Since many of our hard-working county agents and their assistants work with more than 1,000 members of in-school clubs, making the role of volunteers more important than ever. A cornerstone of 4-H is: "4-H provides a positive relationship with a caring adult." That’s where people like you come in. Since 2007, the number of adult 4-H volunteers has grown by 50 percent. Alabamians have seen a need and stepped up to the plate to fill it.

National Volunteer Week is April 10-16. Here’s an idea: Become a 4-H volunteer. Call your county Extension office (find the number at www.aces.edu) to find out how you can help. There is a job that exactly matches your skills and your schedule, and your county Extension staff and regional Extension agent will help you find it.

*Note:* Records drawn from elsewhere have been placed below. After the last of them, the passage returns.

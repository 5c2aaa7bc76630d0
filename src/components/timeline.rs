//! Timeline Component
//!
//! Vertical spine with a node and a card per entry. Used for both work
//! experience and education.

use dioxus::prelude::*;
use portfolio_core::TimelineEntry;
use portfolio_ui::TechChip;

#[component]
pub fn Timeline(entries: Vec<TimelineEntry>) -> Element {
    rsx! {
        div { class: "timeline",
            div { class: "timeline-spine", "aria-hidden": "true" }
            for entry in entries {
                div { key: "{entry.id}", class: "timeline-item",
                    div { class: "timeline-node", "aria-hidden": "true",
                        div { class: "timeline-node-dot" }
                    }
                    div { class: "timeline-card",
                        div { class: "timeline-card-header",
                            div {
                                h3 { class: "timeline-title", "{entry.title}" }
                                p { class: "timeline-subtitle", "{entry.subtitle}" }
                            }
                            p { class: "timeline-period", "{entry.period}" }
                        }

                        if !entry.description.is_empty() {
                            ul { class: "timeline-description",
                                for (index, line) in entry.description.iter().enumerate() {
                                    li { key: "{index}",
                                        span { class: "bullet", "aria-hidden": "true", "\u{2022}" }
                                        span { "{line}" }
                                    }
                                }
                            }
                        }

                        if !entry.technologies.is_empty() {
                            hr { class: "separator" }
                            div { class: "chip-row",
                                for tech in entry.technologies.iter() {
                                    TechChip { key: "{tech}", tech: tech.clone() }
                                }
                            }
                        }
                    }
                }
            }
        }
    }
}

Do you have a skill or an interest you would like to share with young people? From shotguns to quilting or money-management, Alabama’s young people need your wisdom and abilities. And 4-H training helps you develop new and amazing skills.

 

So, what are the benefits? Well, helping young people and building your community are pretty significant. But there are benefits to you. It’s a great way to develop your own skills. You may become a better manager, a better teacher, or a more knowledgeable gardener or chef. And 4-H training in positive youth development has helped many, many people become more skilled and caring parents and grandparents.

It has been said a pessimist sees the glass as half-empty and an optimist sees the same glass as half-full. It has also been said a giving person sees a glass of water and starts looking for someone who might be thirsty. We have plenty of thirsty kids in Alabama, so your glass is always needed.

Chuck Hill is the 4-H Youth Development Specialist.